TASK => Set down every record below exactly as it stands.

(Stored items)
_ _ _ _ _

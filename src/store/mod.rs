//! Conversation store and execution ledger
//!
//! Two persistence interfaces with in-memory and SQLite backends:
//! - [`ConversationStore`]: conversations, their append-only messages and citations
//! - [`ExecutionLedger`]: one row per agent invocation, never deleted or regressed

pub mod memory;
pub mod sqlite;

pub use memory::{InMemoryConversationStore, InMemoryExecutionLedger};
pub use sqlite::{Database, SqliteConversationStore, SqliteExecutionLedger, SqliteKnowledgeStore};

use crate::agent::state::{ExecutionStatus, StatusEvent};
use crate::errors::Result;
use crate::types::{
    AgentExecution, Conversation, ExecutionOutcome, ExecutionStats, Message, NewConversation,
    NewExecution, NewMessage,
};
use async_trait::async_trait;
use chrono::{DateTime, SubsecRound, Utc};
use uuid::Uuid;

/// Current time at the microsecond precision every backend stores
pub(crate) fn now() -> DateTime<Utc> {
    Utc::now().trunc_subsecs(6)
}

/// Build a fresh ledger row in `running` state
pub(crate) fn open_execution(execution: NewExecution) -> Result<AgentExecution> {
    let status = ExecutionStatus::Pending.transition(StatusEvent::Start)?;
    Ok(AgentExecution {
        id: Uuid::new_v4(),
        conversation_id: execution.conversation_id,
        agent_slug: execution.agent_slug,
        workflow_slug: execution.workflow_slug,
        step_index: execution.step_index,
        status,
        input: execution.input,
        output: None,
        tool_calls: Vec::new(),
        tokens_used: 0,
        duration_ms: None,
        error_message: None,
        started_at: now(),
        completed_at: None,
    })
}

/// Apply a terminal outcome through the status state machine
pub(crate) fn close_execution(row: &mut AgentExecution, outcome: ExecutionOutcome) -> Result<()> {
    let event = match outcome {
        ExecutionOutcome::Completed { .. } => StatusEvent::Finish,
        ExecutionOutcome::Failed { .. } => StatusEvent::Fail,
    };
    row.status = row.status.transition(event)?;
    row.completed_at = Some(now().max(row.started_at));

    match outcome {
        ExecutionOutcome::Completed {
            output,
            tool_calls,
            tokens_used,
            duration_ms,
        } => {
            row.output = Some(output);
            row.tool_calls = tool_calls;
            row.tokens_used = tokens_used;
            row.duration_ms = Some(duration_ms);
        }
        ExecutionOutcome::Failed {
            error_message,
            tool_calls,
            tokens_used,
            duration_ms,
        } => {
            row.error_message = Some(error_message);
            row.tool_calls = tool_calls;
            row.tokens_used = tokens_used;
            row.duration_ms = Some(duration_ms);
        }
    }
    Ok(())
}

#[async_trait]
pub trait ConversationStore: Send + Sync {
    async fn create(&self, conversation: NewConversation) -> Result<Conversation>;

    /// Fails with `NotFound` for unknown ids; soft-deleted conversations are returned
    async fn get(&self, id: Uuid) -> Result<Conversation>;

    /// Active conversations of a user, most recently updated first
    async fn list_by_user(&self, user_id: &str) -> Result<Vec<Conversation>>;

    /// Mark inactive; messages and executions are kept
    async fn soft_delete(&self, id: Uuid) -> Result<()>;

    /// Append at the next position and add the message tokens to
    /// `total_tokens` in the same atomic step
    async fn append_message(&self, conversation_id: Uuid, message: NewMessage) -> Result<Message>;

    /// Full transcript in position order, citations included
    async fn list_messages(&self, conversation_id: Uuid) -> Result<Vec<Message>>;

    async fn total_tokens(&self, conversation_id: Uuid) -> Result<u64>;
}

/// Filter for ledger listings
#[derive(Debug, Clone, Default, PartialEq)]
pub struct ExecutionQuery {
    pub conversation_id: Option<Uuid>,
    pub agent_slug: Option<String>,
    pub limit: Option<usize>,
}

impl ExecutionQuery {
    pub fn conversation(conversation_id: Uuid) -> Self {
        Self {
            conversation_id: Some(conversation_id),
            ..Default::default()
        }
    }

    pub fn agent(agent_slug: impl Into<String>) -> Self {
        Self {
            agent_slug: Some(agent_slug.into()),
            ..Default::default()
        }
    }

    pub fn matches(&self, execution: &AgentExecution) -> bool {
        self.conversation_id
            .map_or(true, |id| execution.conversation_id == id)
            && self
                .agent_slug
                .as_deref()
                .map_or(true, |slug| execution.agent_slug == slug)
    }
}

#[async_trait]
pub trait ExecutionLedger: Send + Sync {
    /// Open a row in `running` state
    async fn start(&self, execution: NewExecution) -> Result<AgentExecution>;

    /// Apply the terminal write; a row that is already terminal is rejected
    async fn complete(&self, id: Uuid, outcome: ExecutionOutcome) -> Result<AgentExecution>;

    async fn get(&self, id: Uuid) -> Result<AgentExecution>;

    /// Most recently started first
    async fn list(&self, query: &ExecutionQuery) -> Result<Vec<AgentExecution>>;

    /// Computed from the ledger at call time
    async fn statistics(&self, agent_slug: Option<&str>) -> Result<ExecutionStats>;

    /// Failed rows, most recently started first
    async fn failed_executions(
        &self,
        agent_slug: Option<&str>,
        limit: Option<usize>,
    ) -> Result<Vec<AgentExecution>>;
}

_ _ _ _ _

SOLVED EXERCISE =>
filename src/store/mod.rs
//! Conversation store and execution ledger
//!
//! Two persistence interfaces with in-memory and SQLite backends:
//! - [`ConversationStore`]: conversations, their append-only messages and citations
//! - [`ExecutionLedger`]: one row per agent invocation, never deleted or regressed

pub mod memory;
pub mod sqlite;

pub use memory::{InMemoryConversationStore, InMemoryExecutionLedger};
pub use sqlite::{Database, SqliteConversationStore, SqliteExecutionLedger, SqliteKnowledgeStore};

use crate::agent::state::{ExecutionStatus, StatusEvent};
use crate::errors::Result;
use crate::types::{
    AgentExecution, Conversation, ExecutionOutcome, ExecutionStats, Message, NewConversation,
    NewExecution, NewMessage,
};
use async_trait::async_trait;
use chrono::{DateTime, SubsecRound, Utc};
use uuid::Uuid;

/// Current time at the microsecond precision every backend stores
pub(crate) fn now() -> DateTime<Utc> {
    Utc::now().trunc_subsecs(6)
}

/// Build a fresh ledger row in `running` state
pub(crate) fn open_execution(execution: NewExecution) -> Result<AgentExecution> {
    let status = ExecutionStatus::Pending.transition(StatusEvent::Start)?;
    Ok(AgentExecution {
        id: Uuid::new_v4(),
        conversation_id: execution.conversation_id,
        agent_slug: execution.agent_slug,
        workflow_slug: execution.workflow_slug,
        step_index: execution.step_index,
        status,
        input: execution.input,
        output: None,
        tool_calls: Vec::new(),
        tokens_used: 0,
        duration_ms: None,
        error_message: None,
        started_at: now(),
        completed_at: None,
    })
}

/// Apply a terminal outcome through the status state machine
pub(crate) fn close_execution(row: &mut AgentExecution, outcome: ExecutionOutcome) -> Result<()> {
    let event = match outcome {
        ExecutionOutcome::Completed { .. } => StatusEvent::Finish,
        ExecutionOutcome::Failed { .. } => StatusEvent::Fail,
    };
    row.status = row.status.transition(event)?;
    row.completed_at = Some(now().max(row.started_at));

    match outcome {
        ExecutionOutcome::Completed {
            output,
            tool_calls,
            tokens_used,
            duration_ms,
        } => {
            row.output = Some(output);
            row.tool_calls = tool_calls;
            row.tokens_used = tokens_used;
            row.duration_ms = Some(duration_ms);
        }
        ExecutionOutcome::Failed {
            error_message,
            tool_calls,
            tokens_used,
            duration_ms,
        } => {
            row.error_message = Some(error_message);
            row.tool_calls = tool_calls;
            row.tokens_used = tokens_used;
            row.duration_ms = Some(duration_ms);
        }
    }
    Ok(())
}

#[async_trait]
pub trait ConversationStore: Send + Sync {
    async fn create(&self, conversation: NewConversation) -> Result<Conversation>;

    /// Fails with `NotFound` for unknown ids; soft-deleted conversations are returned
    async fn get(&self, id: Uuid) -> Result<Conversation>;

    /// Active conversations of a user, most recently updated first
    async fn list_by_user(&self, user_id: &str) -> Result<Vec<Conversation>>;

    /// Mark inactive; messages and executions are kept
    async fn soft_delete(&self, id: Uuid) -> Result<()>;

    /// Append at the next position and add the message tokens to
    /// `total_tokens` in the same atomic step
    async fn append_message(&self, conversation_id: Uuid, message: NewMessage) -> Result<Message>;

    /// Full transcript in position order, citations included
    async fn list_messages(&self, conversation_id: Uuid) -> Result<Vec<Message>>;

    async fn total_tokens(&self, conversation_id: Uuid) -> Result<u64>;
}

/// Filter for ledger listings
#[derive(Debug, Clone, Default, PartialEq)]
pub struct ExecutionQuery {
    pub conversation_id: Option<Uuid>,
    pub agent_slug: Option<String>,
    pub limit: Option<usize>,
}

impl ExecutionQuery {
    pub fn conversation(conversation_id: Uuid) -> Self {
        Self {
            conversation_id: Some(conversation_id),
            ..Default::default()
        }
    }

    pub fn agent(agent_slug: impl Into<String>) -> Self {
        Self {
            agent_slug: Some(agent_slug.into()),
            ..Default::default()
        }
    }

    pub fn matches(&self, execution: &AgentExecution) -> bool {
        self.conversation_id
            .map_or(true, |id| execution.conversation_id == id)
            && self
                .agent_slug
                .as_deref()
                .map_or(true, |slug| execution.agent_slug == slug)
    }
}

#[async_trait]
pub trait ExecutionLedger: Send + Sync {
    /// Open a row in `running` state
    async fn start(&self, execution: NewExecution) -> Result<AgentExecution>;

    /// Apply the terminal write; a row that is already terminal is rejected
    async fn complete(&self, id: Uuid, outcome: ExecutionOutcome) -> Result<AgentExecution>;

    async fn get(&self, id: Uuid) -> Result<AgentExecution>;

    /// Most recently started first
    async fn list(&self, query: &ExecutionQuery) -> Result<Vec<AgentExecution>>;

    /// Computed from the ledger at call time
    async fn statistics(&self, agent_slug: Option<&str>) -> Result<ExecutionStats>;

    /// Failed rows, most recently started first
    async fn failed_executions(
        &self,
        agent_slug: Option<&str>,
        limit: Option<usize>,
    ) -> Result<Vec<AgentExecution>>;
}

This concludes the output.